* **WHAT YOU ARE ASKED TO DO**:
Exactly as given, write out all the entries again.

* **DATASET**:
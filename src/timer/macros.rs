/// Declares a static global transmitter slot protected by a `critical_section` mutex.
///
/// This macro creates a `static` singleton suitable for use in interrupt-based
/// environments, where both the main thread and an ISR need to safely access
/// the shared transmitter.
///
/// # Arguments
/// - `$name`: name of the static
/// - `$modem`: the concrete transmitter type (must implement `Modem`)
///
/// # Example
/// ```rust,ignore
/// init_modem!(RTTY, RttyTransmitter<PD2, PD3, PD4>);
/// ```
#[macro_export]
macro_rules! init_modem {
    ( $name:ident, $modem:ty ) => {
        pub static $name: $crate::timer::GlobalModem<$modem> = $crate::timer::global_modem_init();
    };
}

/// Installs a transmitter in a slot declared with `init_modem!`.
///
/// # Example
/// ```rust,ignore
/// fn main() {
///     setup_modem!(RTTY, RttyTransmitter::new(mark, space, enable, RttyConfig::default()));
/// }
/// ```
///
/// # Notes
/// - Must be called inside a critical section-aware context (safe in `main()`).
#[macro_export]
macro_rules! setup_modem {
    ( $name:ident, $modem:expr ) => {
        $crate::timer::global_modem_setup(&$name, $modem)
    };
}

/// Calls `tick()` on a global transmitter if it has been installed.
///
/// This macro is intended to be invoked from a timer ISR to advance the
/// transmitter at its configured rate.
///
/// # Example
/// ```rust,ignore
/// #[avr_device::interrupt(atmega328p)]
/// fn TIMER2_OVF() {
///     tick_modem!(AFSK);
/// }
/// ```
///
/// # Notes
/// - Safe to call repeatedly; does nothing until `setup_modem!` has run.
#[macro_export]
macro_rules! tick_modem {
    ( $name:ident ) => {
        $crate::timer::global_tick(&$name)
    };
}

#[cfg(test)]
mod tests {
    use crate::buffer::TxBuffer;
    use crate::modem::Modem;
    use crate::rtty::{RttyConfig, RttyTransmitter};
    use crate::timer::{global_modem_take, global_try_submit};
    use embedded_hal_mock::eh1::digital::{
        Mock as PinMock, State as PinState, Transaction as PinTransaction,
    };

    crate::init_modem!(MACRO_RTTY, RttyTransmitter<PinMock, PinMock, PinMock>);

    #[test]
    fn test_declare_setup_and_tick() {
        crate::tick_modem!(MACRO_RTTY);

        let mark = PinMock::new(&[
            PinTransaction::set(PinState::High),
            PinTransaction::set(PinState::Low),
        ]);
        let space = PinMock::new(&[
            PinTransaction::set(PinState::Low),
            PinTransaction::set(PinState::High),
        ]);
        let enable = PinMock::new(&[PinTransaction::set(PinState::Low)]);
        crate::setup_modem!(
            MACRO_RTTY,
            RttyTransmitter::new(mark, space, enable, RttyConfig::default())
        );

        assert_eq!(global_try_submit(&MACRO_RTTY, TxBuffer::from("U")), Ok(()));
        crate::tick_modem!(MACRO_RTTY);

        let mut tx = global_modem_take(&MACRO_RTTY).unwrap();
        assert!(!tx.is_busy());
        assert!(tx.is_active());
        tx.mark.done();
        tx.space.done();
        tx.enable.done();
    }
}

* **TASK RESPONSE**:
filename src/timer/macros.rs
/// Declares a static global transmitter slot protected by a `critical_section` mutex.
///
/// This macro creates a `static` singleton suitable for use in interrupt-based
/// environments, where both the main thread and an ISR need to safely access
/// the shared transmitter.
///
/// # Arguments
/// - `$name`: name of the static
/// - `$modem`: the concrete transmitter type (must implement `Modem`)
///
/// # Example
/// ```rust,ignore
/// init_modem!(RTTY, RttyTransmitter<PD2, PD3, PD4>);
/// ```
#[macro_export]
macro_rules! init_modem {
    ( $name:ident, $modem:ty ) => {
        pub static $name: $crate::timer::GlobalModem<$modem> = $crate::timer::global_modem_init();
    };
}

/// Installs a transmitter in a slot declared with `init_modem!`.
///
/// # Example
/// ```rust,ignore
/// fn main() {
///     setup_modem!(RTTY, RttyTransmitter::new(mark, space, enable, RttyConfig::default()));
/// }
/// ```
///
/// # Notes
/// - Must be called inside a critical section-aware context (safe in `main()`).
#[macro_export]
macro_rules! setup_modem {
    ( $name:ident, $modem:expr ) => {
        $crate::timer::global_modem_setup(&$name, $modem)
    };
}

/// Calls `tick()` on a global transmitter if it has been installed.
///
/// This macro is intended to be invoked from a timer ISR to advance the
/// transmitter at its configured rate.
///
/// # Example
/// ```rust,ignore
/// #[avr_device::interrupt(atmega328p)]
/// fn TIMER2_OVF() {
///     tick_modem!(AFSK);
/// }
/// ```
///
/// # Notes
/// - Safe to call repeatedly; does nothing until `setup_modem!` has run.
#[macro_export]
macro_rules! tick_modem {
    ( $name:ident ) => {
        $crate::timer::global_tick(&$name)
    };
}

#[cfg(test)]
mod tests {
    use crate::buffer::TxBuffer;
    use crate::modem::Modem;
    use crate::rtty::{RttyConfig, RttyTransmitter};
    use crate::timer::{global_modem_take, global_try_submit};
    use embedded_hal_mock::eh1::digital::{
        Mock as PinMock, State as PinState, Transaction as PinTransaction,
    };

    crate::init_modem!(MACRO_RTTY, RttyTransmitter<PinMock, PinMock, PinMock>);

    #[test]
    fn test_declare_setup_and_tick() {
        crate::tick_modem!(MACRO_RTTY);

        let mark = PinMock::new(&[
            PinTransaction::set(PinState::High),
            PinTransaction::set(PinState::Low),
        ]);
        let space = PinMock::new(&[
            PinTransaction::set(PinState::Low),
            PinTransaction::set(PinState::High),
        ]);
        let enable = PinMock::new(&[PinTransaction::set(PinState::Low)]);
        crate::setup_modem!(
            MACRO_RTTY,
            RttyTransmitter::new(mark, space, enable, RttyConfig::default())
        );

        assert_eq!(global_try_submit(&MACRO_RTTY, TxBuffer::from("U")), Ok(()));
        crate::tick_modem!(MACRO_RTTY);

        let mut tx = global_modem_take(&MACRO_RTTY).unwrap();
        assert!(!tx.is_busy());
        assert!(tx.is_active());
        tx.mark.done();
        tx.space.done();
        tx.enable.done();
    }
}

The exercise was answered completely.